Directions – Check each line of the material below for "AppConfig" and copy those where it appears.

===============

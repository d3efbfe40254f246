// core/src/errors/parse_error.rs
use thiserror::Error;

/// Input errors: the submitted test or suite definition cannot be used at all.
#[derive(Debug, Error)]
pub enum ParseError {
    #[error("invalid json body")]
    InvalidJson(#[source] serde_json::Error),

    #[error("missing required field: {0}")]
    MissingField(&'static str),

    #[error("fields are mutually exclusive: {0}")]
    Conflict(&'static str),

    #[error("invalid value for {field}: {reason}")]
    InvalidValue { field: &'static str, reason: String },

    #[error("suite contains no tests")]
    EmptySuite,

    #[error("transcript is empty")]
    EmptyTranscript,
}
//! Shared state handed to every handler.

use std::collections::HashMap;
use std::sync::{Arc, RwLock};
use std::time::Instant;

use bft_core::api::{AppConfig, SuiteOrchestrator};
use tokio::sync::broadcast;

#[derive(Clone)]
pub struct AppState {
    pub orchestrator: Arc<SuiteOrchestrator>,
    pub config: Arc<AppConfig>,
    pub stats: Arc<RwLock<ServerStats>>,
    pub shutdown_tx: broadcast::Sender<()>,
}

impl AppState {
    pub fn new(
        orchestrator: Arc<SuiteOrchestrator>,
        config: AppConfig,
        shutdown_tx: broadcast::Sender<()>,
    ) -> Self {
        Self {
            orchestrator,
            config: Arc::new(config),
            stats: Arc::new(RwLock::new(ServerStats::new())),
            shutdown_tx,
        }
    }

    pub fn record_request(&self, path: &str) {
        if let Ok(mut stats) = self.stats.write() {
            stats.increment_request(path);
        }
    }

    pub fn record_error(&self) {
        if let Ok(mut stats) = self.stats.write() {
            stats.increment_error();
        }
    }
}

#[derive(Debug)]
pub struct ServerStats {
    pub started_at: Instant,
    pub requests_total: u64,
    pub errors_total: u64,
    pub requests_by_path: HashMap<String, u64>,
}

impl ServerStats {
    pub fn new() -> Self {
        Self {
            started_at: Instant::now(),
            requests_total: 0,
            errors_total: 0,
            requests_by_path: HashMap::new(),
        }
    }

    pub fn increment_request(&mut self, path: &str) {
        self.requests_total += 1;
        *self.requests_by_path.entry(path.to_string()).or_insert(0) += 1;
    }

    pub fn increment_error(&mut self) {
        self.errors_total += 1;
    }

    pub fn uptime_seconds(&self) -> f64 {
        self.started_at.elapsed().as_secs_f64()
    }
}

impl Default for ServerStats {
    fn default() -> Self {
        Self::new()
    }
}
#[cfg(test)]
mod tests {
    use super::*;
    use crate::{
        strategies::{boxed, from_fn},
        testing::{Gate, RecordingSink, Script, Scripted},
        world::{FieldState, TeamColor},
    };
    use serde_json::{json, Value};
    use std::{sync::atomic::Ordering, time::Instant};

    fn config() -> MatchConfig {
        MatchConfig {
            tick_period_ms: 200,
            slot_deadline_ms: 50,
            ..Default::default()
        }
    }

    fn command(x: f64) -> Value {
        json!({
            "target_position": [x, 0.0],
            "power": 100,
            "target_orientation": 0,
        })
    }

    fn source(strategy: Scripted) -> Arc<dyn StrategySource> {
        from_fn("scripted", move |_| boxed(strategy.clone()))
    }

    fn blue(n: u8) -> RobotId {
        RobotId::new(TeamColor::Blue, n)
    }

    fn yellow(n: u8) -> RobotId {
        RobotId::new(TeamColor::Yellow, n)
    }

    #[tokio::test]
    async fn slow_slot_does_not_delay_or_reorder_the_others() {
        let mut scheduler = Scheduler::new(&config());
        let slow = Scripted::new("slow", Script::Sleep(Duration::from_millis(30), command(1.)));
        let fast = Scripted::new("fast", Script::Reply(command(2.)));
        scheduler
            .register(source(slow), blue(1))
            .await
            .expect("loads");
        scheduler
            .register(source(fast), yellow(1))
            .await
            .expect("loads");

        let mut world = FieldState::kickoff();
        let mut sink = RecordingSink::default();
        let report = scheduler
            .run_tick(&mut world, &mut sink)
            .await
            .expect("sink never fails");

        let batch = sink.last_batch().expect("one batch sent");
        let targets: Vec<f64> = batch.iter().map(|a| a.command.target_position.x).collect();
        assert_eq!(targets, vec![1., 2.]);
        assert_eq!(batch[0].robot, blue(1));
        assert_eq!(batch[1].robot, yellow(1));
        assert_eq!(report.forwarded(), 2);
        assert_eq!(report.tick, 1);
    }

    #[tokio::test]
    async fn stalled_slot_is_faulted_and_left_out_next_tick() {
        let gate = Gate::default();
        let _release = gate.opener();
        let mut scheduler = Scheduler::new(&config());
        let stalled = Scripted::new("stalled", Script::Stall(gate.clone(), command(1.)));
        let calls = stalled.calls();
        let steady = Scripted::new("steady", Script::Reply(command(2.)));
        let stalled_id = scheduler
            .register(source(stalled), blue(1))
            .await
            .expect("loads");
        let steady_id = scheduler
            .register(source(steady), blue(2))
            .await
            .expect("loads");

        let mut world = FieldState::kickoff();
        let mut sink = RecordingSink::default();
        let started = Instant::now();
        let first = scheduler
            .run_tick(&mut world, &mut sink)
            .await
            .expect("sink never fails");
        // waits out the stalled slot's deadline and nothing more
        assert!(started.elapsed() < config().slot_deadline() + Duration::from_millis(40));
        let stalled_report = first.entry(stalled_id).expect("reported");
        assert!(matches!(stalled_report.outcome, Outcome::Substituted(_)));
        assert!(stalled_report.command.is_no_op());
        assert_eq!(stalled_report.command.target_position, Point2::new(-25., 25.));
        assert_eq!(first.entry(steady_id).map(|e| &e.outcome), Some(&Outcome::Forwarded));

        let second = scheduler
            .run_tick(&mut world, &mut sink)
            .await
            .expect("sink never fails");
        assert_eq!(
            second.entry(stalled_id).map(|e| &e.outcome),
            Some(&Outcome::Skipped(SlotState::Faulted))
        );
        assert_eq!(second.forwarded(), 1);
        assert_eq!(calls.load(Ordering::SeqCst), 1);
        assert_eq!(sink.batches().len(), 2);
        assert!(sink.batches().iter().all(|b| b.len() == 2));
    }

    #[tokio::test]
    async fn failed_loads_keep_a_disabled_slot() {
        let mut scheduler = Scheduler::new(&config());
        let broken = from_fn("broken", |_| panic!("import error"));
        let err = scheduler
            .register(broken, blue(1))
            .await
            .expect_err("load panics");
        let RegisterError::Disabled { slot, .. } = err else {
            panic!("expected a disabled slot, got {err:?}");
        };
        assert_eq!(
            scheduler.slot(slot).map(|s| s.state()),
            Some(SlotState::Disabled)
        );

        let mut world = FieldState::kickoff();
        let mut sink = RecordingSink::default();
        let report = scheduler
            .run_tick(&mut world, &mut sink)
            .await
            .expect("sink never fails");
        assert_eq!(
            report.entries[0].outcome,
            Outcome::Skipped(SlotState::Disabled)
        );
        assert_eq!(report.entries[0].team, "broken");
    }

    #[tokio::test]
    async fn a_robot_is_driven_by_one_slot_only() {
        let mut scheduler = Scheduler::new(&config());
        let strategy = Scripted::new("same", Script::Reply(command(0.)));
        let first = scheduler
            .register(source(strategy.clone()), blue(1))
            .await
            .expect("loads");
        assert_eq!(
            scheduler.register(source(strategy.clone()), blue(1)).await,
            Err(RegisterError::RobotTaken {
                robot: blue(1),
                slot: first
            })
        );
        // same team name on another robot is fine
        let second = scheduler
            .register(source(strategy), blue(2))
            .await
            .expect("loads");
        assert_ne!(first, second);
        assert_eq!(scheduler.entries().len(), 2);
        assert_eq!(scheduler.entries()[0].name(), scheduler.entries()[1].name());
    }

    #[tokio::test]
    async fn missing_robot_gets_a_no_op() {
        let mut scheduler = Scheduler::new(&config());
        let strategy = Scripted::new("ghost", Script::Reply(command(9.)));
        let calls = strategy.calls();
        scheduler
            .register(source(strategy), blue(7))
            .await
            .expect("loads");
        let mut world = FieldState::kickoff();
        let mut sink = RecordingSink::default();
        let report = scheduler
            .run_tick(&mut world, &mut sink)
            .await
            .expect("sink never fails");
        assert!(matches!(report.entries[0].outcome, Outcome::NoSnapshot(_)));
        assert!(report.entries[0].command.is_no_op());
        assert_eq!(calls.load(Ordering::SeqCst), 0);
    }

    #[tokio::test]
    async fn incomplete_field_is_not_blamed_on_the_strategy() {
        let mut scheduler = Scheduler::new(&config());
        let strategy = Scripted::new("needs both enemies", Script::Reply(command(3.)));
        let seen = strategy.seen();
        let id = scheduler
            .register(source(strategy), blue(1))
            .await
            .expect("loads");
        let mut world = FieldState::kickoff();
        world.remove_robot(yellow(2));
        let mut sink = RecordingSink::default();

        let report = scheduler
            .run_tick(&mut world, &mut sink)
            .await
            .expect("sink never fails");
        assert!(matches!(report.entries[0].outcome, Outcome::NoSnapshot(_)));
        assert!(report.entries[0].command.is_no_op());
        assert_eq!(
            scheduler.slot(id).map(|s| s.state()),
            Some(SlotState::Active)
        );

        world.set_robot(yellow(2), Point2::new(25., -25.), Some(180.));
        let report = scheduler
            .run_tick(&mut world, &mut sink)
            .await
            .expect("sink never fails");
        assert_eq!(report.entries[0].outcome, Outcome::Forwarded);
        let seen = seen.lock().expect("not poisoned");
        assert_eq!(seen.len(), 1);
        assert!(seen[0].get("enemy2_position").is_some());
    }

    #[tokio::test]
    async fn reset_brings_a_faulted_slot_back() {
        let mut scheduler = Scheduler::new(&config());
        let flaky = Scripted::new("flaky", Script::Fault("ZeroDivisionError".to_owned()));
        let calls = flaky.calls();
        let id = scheduler.register(source(flaky), blue(1)).await.expect("loads");
        let mut world = FieldState::kickoff();
        let mut sink = RecordingSink::default();
        scheduler
            .run_tick(&mut world, &mut sink)
            .await
            .expect("sink never fails");
        assert_eq!(
            scheduler.slot(id).map(|s| s.state()),
            Some(SlotState::Faulted)
        );
        assert_eq!(
            scheduler.slot(id).and_then(|s| s.last_fault()),
            Some("strategy fault: ZeroDivisionError")
        );

        scheduler.reset_slot(id).await.expect("slot resets");
        assert_eq!(
            scheduler.slot(id).map(|s| s.state()),
            Some(SlotState::Active)
        );
        assert_eq!(
            scheduler.reset_slot(SlotId(42)).await,
            Err(ResetError::UnknownSlot(SlotId(42)))
        );

        // the same strategy instance is called again, and faults again
        let report = scheduler
            .run_tick(&mut world, &mut sink)
            .await
            .expect("sink never fails");
        assert!(matches!(report.entries[0].outcome, Outcome::Substituted(_)));
        assert_eq!(calls.load(Ordering::SeqCst), 2);
    }

    #[tokio::test]
    async fn shutdown_stops_every_robot_and_closes_the_sink() {
        let mut scheduler = Scheduler::new(&config());
        scheduler
            .register(source(Scripted::new("a", Script::Reply(command(5.)))), blue(1))
            .await
            .expect("loads");
        let mut world = FieldState::kickoff();
        let mut sink = RecordingSink::default();
        scheduler
            .run_tick(&mut world, &mut sink)
            .await
            .expect("sink never fails");
        assert_eq!(scheduler.ticks(), 1);

        scheduler
            .shutdown(sink.clone())
            .await
            .expect("sink never fails");
        assert!(sink.is_closed());
        let last = sink.last_batch().expect("stop batch sent");
        assert_eq!(last.len(), 1);
        assert!(last[0].command.is_no_op());
        assert_eq!(last[0].command.target_position, Point2::new(-25., 25.));
    }
}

===============

Written solution –
use bft_core::api::{AppConfig, SuiteOrchestrator};
    pub config: Arc<AppConfig>,
        config: AppConfig,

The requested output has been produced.